Hedwig Kohn was born on April 5, 1887, and her death was on March 26, 1964. She is a pioneer in physics and one of three women who were habilitated in physics before the Second World War. During the Nazi regime, she and two other physicists, Lise Meitner and Hertha Sponer, had to leave Germany.

Quick Information

Name: Hedwig Kohn
Birthday: 5 April 1887
Death on: 26 March 1964
Age: 76 Years old
Zodiac: Aries
Born on: Wrocław, Poland
Nationality: German and American
Ethnicity/Race: Jewish

Childhood and Education

Hedwig Kohn was born in Breslau in Silesia. Her parents were Georg Kohn (1850-1932), a fine cloth wholesaler, and Helene Hancke (1859-1926), a member of the wealthy Wroclaw family. Hedwig entered the University of Wroclaw in 1907 and became the second woman in physics. She earned her doctorate in physics in 1913 with Otto Lummer and was soon appointed as Lummers assistant. During the First World War, she remained at the University Institute of Physics and was habilitated in 1930.

Escape from Germany

Corn was dismissed from office in 1933 because the Nazis had expelled the Jews from civil service. She survived when she fulfilled a contract for applied research in the lighting industry. In 1938, she found herself out of work and resources and was about to become a Holocaust victim. It was eventually recognized as temporary status at three women’s colleges in the United States with the help of Rudolf Ladenburg (1882-1952), Lise Meitner, Hertha Sponer, and the American Women’s Association (AAUW). She received a visa and left Germany in July 1940.

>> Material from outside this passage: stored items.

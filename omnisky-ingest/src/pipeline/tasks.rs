//! Stage logic run by the pipeline workers
//!
//! Each function handles one item and always ends it in one of two ways:
//! handed to the next stage's queue, or finished at a terminal status with
//! its temporary file removed (or quarantined). Errors never escape a task.

use super::retry::RetryPolicy;
use super::{PipelineCounters, QueuedUrls, StageSender};
use crate::db::ArtifactStore;
use crate::error::IngestError;
use crate::models::{ArtifactStatus, ClassificationResult, DownloadOutcome, NewEvent, Registration, Target};
use crate::observability::{Observability, Stage, StatusUpdate};
use crate::services::{AnalyzeError, Analyzer, Cleanup, DownloadError, DownloadedFile, Downloader};
use futures::FutureExt;
use serde_json::json;
use std::any::Any;
use std::panic::AssertUnwindSafe;
use std::path::{Path, PathBuf};
use std::sync::Arc;
use tracing::{debug, error, info, warn};

pub const EVENT_DOWNLOAD_FAILED: &str = "ARTIFACT_DOWNLOAD_FAILED";
pub const EVENT_DUPLICATE: &str = "ARTIFACT_DUPLICATE";
pub const EVENT_ANALYSIS_FAILED: &str = "ARTIFACT_ANALYSIS_FAILED";
pub const EVENT_CLEANED: &str = "ARTIFACT_CLEANED";
pub const EVENT_PERSIST_FAILED: &str = "ARTIFACT_PERSIST_FAILED";

/// Downloaded artifact waiting for analysis
#[derive(Debug)]
pub(crate) struct AnalyzeJob {
    pub artifact_id: i64,
    pub target: Target,
    pub file: DownloadedFile,
}

/// Classified artifact waiting to be persisted
#[derive(Debug)]
pub(crate) struct PersistJob {
    pub artifact_id: i64,
    pub target: Target,
    pub path: PathBuf,
    pub result: ClassificationResult,
}

/// Collaborators shared by every worker
pub(crate) struct StageContext {
    pub store: ArtifactStore,
    pub downloader: Arc<dyn Downloader>,
    pub analyzer: Arc<dyn Analyzer>,
    pub cleanup: Arc<dyn Cleanup>,
    pub observability: Arc<Observability>,
    pub temp_dir: PathBuf,
    pub retry: RetryPolicy,
    pub quarantine_on_persist_failure: bool,
    pub counters: Arc<PipelineCounters>,
    pub queued: QueuedUrls,
}

impl StageContext {
    async fn report(&self, stage: Stage, artifact_id: Option<i64>, url: &str) {
        self.observability
            .update(
                StatusUpdate::stage(stage)
                    .with_queues(self.counters.depths())
                    .with_current(artifact_id, Some(url.to_string())),
            )
            .await;
    }

    /// Item reached a terminal outcome
    async fn finish(&self) {
        if self.counters.finish() == 0 {
            self.observability
                .update(
                    StatusUpdate::stage(Stage::Idle)
                        .with_queues(self.counters.depths())
                        .with_current(None, None),
                )
                .await;
        }
    }
}

/// Text of a panic payload
fn panic_message(payload: &(dyn Any + Send)) -> String {
    if let Some(message) = payload.downcast_ref::<&str>() {
        (*message).to_string()
    } else if let Some(message) = payload.downcast_ref::<String>() {
        message.clone()
    } else {
        "non-string panic payload".to_string()
    }
}

/// Downloader call with a panic turned into `DownloadError::Panicked`
async fn fetch_guarded(ctx: &StageContext, target: &Target, dest: &Path) -> Result<DownloadedFile, DownloadError> {
    match AssertUnwindSafe(ctx.downloader.fetch(target, dest)).catch_unwind().await {
        Ok(result) => result,
        Err(payload) => {
            let message = panic_message(payload.as_ref());
            error!(url = %target.url, panic = %message, "Downloader panicked");
            Err(DownloadError::Panicked(message))
        }
    }
}

/// Analyzer call with a panic turned into `AnalyzeError::Panicked`
async fn analyze_guarded(
    ctx: &StageContext,
    target: &Target,
    path: &Path,
) -> Result<ClassificationResult, AnalyzeError> {
    match AssertUnwindSafe(ctx.analyzer.analyze(target.kind, path)).catch_unwind().await {
        Ok(result) => result,
        Err(payload) => {
            let message = panic_message(payload.as_ref());
            error!(url = %target.url, panic = %message, "Analyzer panicked");
            Err(AnalyzeError::Panicked(message))
        }
    }
}

pub(crate) async fn download(ctx: &StageContext, target: Target, analyze_tx: &StageSender<AnalyzeJob>) {
    ctx.report(Stage::Download, None, &target.url).await;

    if let Some(job) = download_inner(ctx, target).await {
        let artifact_id = job.artifact_id;
        if let Err(job) = analyze_tx.send(job).await {
            // Queue closed under us; the row stays DOWNLOADED for startup recovery
            error!(artifact_id, "Analyze queue closed, dropping downloaded artifact");
            ctx.cleanup.remove(&job.file.path).await;
            ctx.finish().await;
        }
        return;
    }

    ctx.finish().await;
}

async fn download_inner(ctx: &StageContext, target: Target) -> Option<AnalyzeJob> {
    let registration = ctx.store.register(&target).await;
    ctx.queued.remove(&target.url);
    let artifact_id = match registration {
        Ok(Registration::Known { id, status }) => {
            debug!(artifact_id = id, status = %status, url = %target.url, "URL already registered, skipping");
            return None;
        }
        Ok(registration) => registration.claimed_id()?,
        Err(e) => {
            error!(url = %target.url, error = %e, "Failed to register artifact");
            return None;
        }
    };

    if let Err(e) = ctx
        .store
        .transition(artifact_id, ArtifactStatus::New, ArtifactStatus::Downloading)
        .await
    {
        warn!(artifact_id, error = %e, "Could not start download");
        return None;
    }

    ctx.report(Stage::Download, Some(artifact_id), &target.url).await;

    let dest = ctx.temp_dir.join(target.temp_file_name());
    let fetched = ctx
        .retry
        .run(
            "download",
            || fetch_guarded(ctx, &target, &dest),
            |e: &DownloadError| e.is_transient(),
        )
        .await;

    let file = match fetched {
        Ok(file) => file,
        Err(e) => {
            let reason = if e.is_transient() {
                IngestError::TransientIo(e.to_string()).to_string()
            } else {
                e.to_string()
            };
            warn!(artifact_id, url = %target.url, error = %reason, "Download failed");
            ctx.cleanup.remove(&dest).await;
            mark(ctx, artifact_id, ArtifactStatus::Downloading, ArtifactStatus::Failed, &reason).await;
            ctx.observability
                .log_event(
                    EVENT_DOWNLOAD_FAILED,
                    json!({ "artifact_id": artifact_id, "url": target.url, "error": reason }),
                )
                .await;
            return None;
        }
    };

    match ctx.store.record_download(artifact_id, &file).await {
        Ok(DownloadOutcome::Unique) => {
            info!(
                artifact_id,
                size_bytes = file.size_bytes,
                hash = %file.content_hash,
                "Downloaded"
            );
            Some(AnalyzeJob {
                artifact_id,
                target,
                file,
            })
        }
        Ok(DownloadOutcome::Duplicate { original_id }) => {
            info!(artifact_id, ?original_id, hash = %file.content_hash, "Duplicate content");
            ctx.cleanup.remove(&file.path).await;
            ctx.observability
                .log_event(
                    EVENT_DUPLICATE,
                    json!({
                        "artifact_id": artifact_id,
                        "original_id": original_id,
                        "url": target.url,
                        "hash": file.content_hash,
                    }),
                )
                .await;
            None
        }
        Err(e) => {
            error!(artifact_id, error = %e, "Failed to record download");
            ctx.cleanup.remove(&file.path).await;
            mark(
                ctx,
                artifact_id,
                ArtifactStatus::Downloading,
                ArtifactStatus::Failed,
                &e.to_string(),
            )
            .await;
            None
        }
    }
}

pub(crate) async fn analyze(ctx: &StageContext, job: AnalyzeJob, persist_tx: &StageSender<PersistJob>) {
    let AnalyzeJob {
        artifact_id,
        target,
        file,
    } = job;
    ctx.report(Stage::Analyze, Some(artifact_id), &target.url).await;

    if let Err(e) = ctx
        .store
        .transition(artifact_id, ArtifactStatus::Downloaded, ArtifactStatus::Analyzing)
        .await
    {
        warn!(artifact_id, error = %e, "Could not start analysis");
        ctx.cleanup.remove(&file.path).await;
        ctx.finish().await;
        return;
    }

    let outcome = match analyze_guarded(ctx, &target, &file.path).await {
        Ok(result) if result.is_empty() => Err(AnalyzeError::EmptyResult),
        other => other,
    };

    let result = match outcome {
        Ok(result) => result,
        Err(e) => {
            let reason = IngestError::AnalysisFailure(e.to_string()).to_string();
            warn!(artifact_id, error = %reason, "Analysis failed");
            ctx.cleanup.remove(&file.path).await;
            mark(ctx, artifact_id, ArtifactStatus::Analyzing, ArtifactStatus::FailedAnalysis, &reason).await;
            ctx.observability
                .log_event(
                    EVENT_ANALYSIS_FAILED,
                    json!({ "artifact_id": artifact_id, "url": target.url, "error": reason }),
                )
                .await;
            ctx.finish().await;
            return;
        }
    };

    debug!(artifact_id, label = %result.label, score = result.score, "Analyzed");

    let job = PersistJob {
        artifact_id,
        target,
        path: file.path,
        result,
    };
    if let Err(job) = persist_tx.send(job).await {
        error!(artifact_id, "Persist queue closed, abandoning analyzed artifact");
        ctx.cleanup.remove(&job.path).await;
        mark(
            ctx,
            artifact_id,
            ArtifactStatus::Analyzing,
            ArtifactStatus::ErrorAnalyzing,
            "persist queue closed",
        )
        .await;
        ctx.finish().await;
    }
}

pub(crate) async fn persist(ctx: &StageContext, job: PersistJob) {
    let PersistJob {
        artifact_id,
        target,
        path,
        result,
    } = job;
    ctx.report(Stage::Persist, Some(artifact_id), &target.url).await;

    let event = NewEvent::from_classification(artifact_id, &target, &result);

    match ctx.store.persist_event(&event).await {
        Ok(persisted) => {
            ctx.cleanup.remove(&path).await;
            info!(
                artifact_id,
                event_id = persisted.event_id,
                family_id = %persisted.family_id,
                label = %event.label,
                "Artifact cleaned"
            );
            ctx.observability
                .log_event(
                    EVENT_CLEANED,
                    json!({
                        "artifact_id": artifact_id,
                        "event_id": persisted.event_id,
                        "family_id": persisted.family_id,
                        "new_family": persisted.new_family,
                        "label": event.label,
                        "score": event.score,
                    }),
                )
                .await;
        }
        Err(e) => {
            let reason = IngestError::PersistFailure(e.to_string()).to_string();
            error!(artifact_id, error = %reason, "Persist failed");
            mark(ctx, artifact_id, ArtifactStatus::Analyzing, ArtifactStatus::ErrorAnalyzing, &reason).await;

            let quarantined = if ctx.quarantine_on_persist_failure {
                match ctx.cleanup.quarantine(&path).await {
                    Ok(moved) => {
                        warn!(artifact_id, path = %moved.display(), "Raw file quarantined");
                        Some(moved)
                    }
                    Err(qe) => {
                        warn!(artifact_id, error = %qe, "Quarantine failed, deleting raw file");
                        ctx.cleanup.remove(&path).await;
                        None
                    }
                }
            } else {
                ctx.cleanup.remove(&path).await;
                None
            };

            ctx.observability
                .log_event(
                    EVENT_PERSIST_FAILED,
                    json!({
                        "artifact_id": artifact_id,
                        "error": reason,
                        "quarantined": quarantined.map(|p| p.display().to_string()),
                    }),
                )
                .await;
        }
    }

    ctx.finish().await;
}

/// Record a failure status; a row that already moved on is only logged
async fn mark(ctx: &StageContext, artifact_id: i64, from: ArtifactStatus, to: ArtifactStatus, reason: &str) {
    if let Err(e) = ctx.store.mark_failed(artifact_id, from, to, reason).await {
        error!(artifact_id, from = %from, to = %to, error = %e, "Failed to record failure status");
    }
}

In an interview with the American Institute of Physics, Corne said that her gender did not cause her to be treated differently from her male colleague. She explained that she would always trust her intelligence and that the opportunity for female scientists would continue to grow over time.

Contribution to science

Lummer trained Kohn by quantifying the light intensity from broadband light sources such as “black bodies” as well as from discrete lines of atoms and molecules. She further developed such a method and developed a method to extract information from intensity measurements and from the line shape. She wrote 270 pages in Germany in the most important physics texts of the 1930s and 1940s, received a patent and wrote numerous articles in scientific journals. Some of them were still quoted in the 1980s. Two of her students became professors in Germany.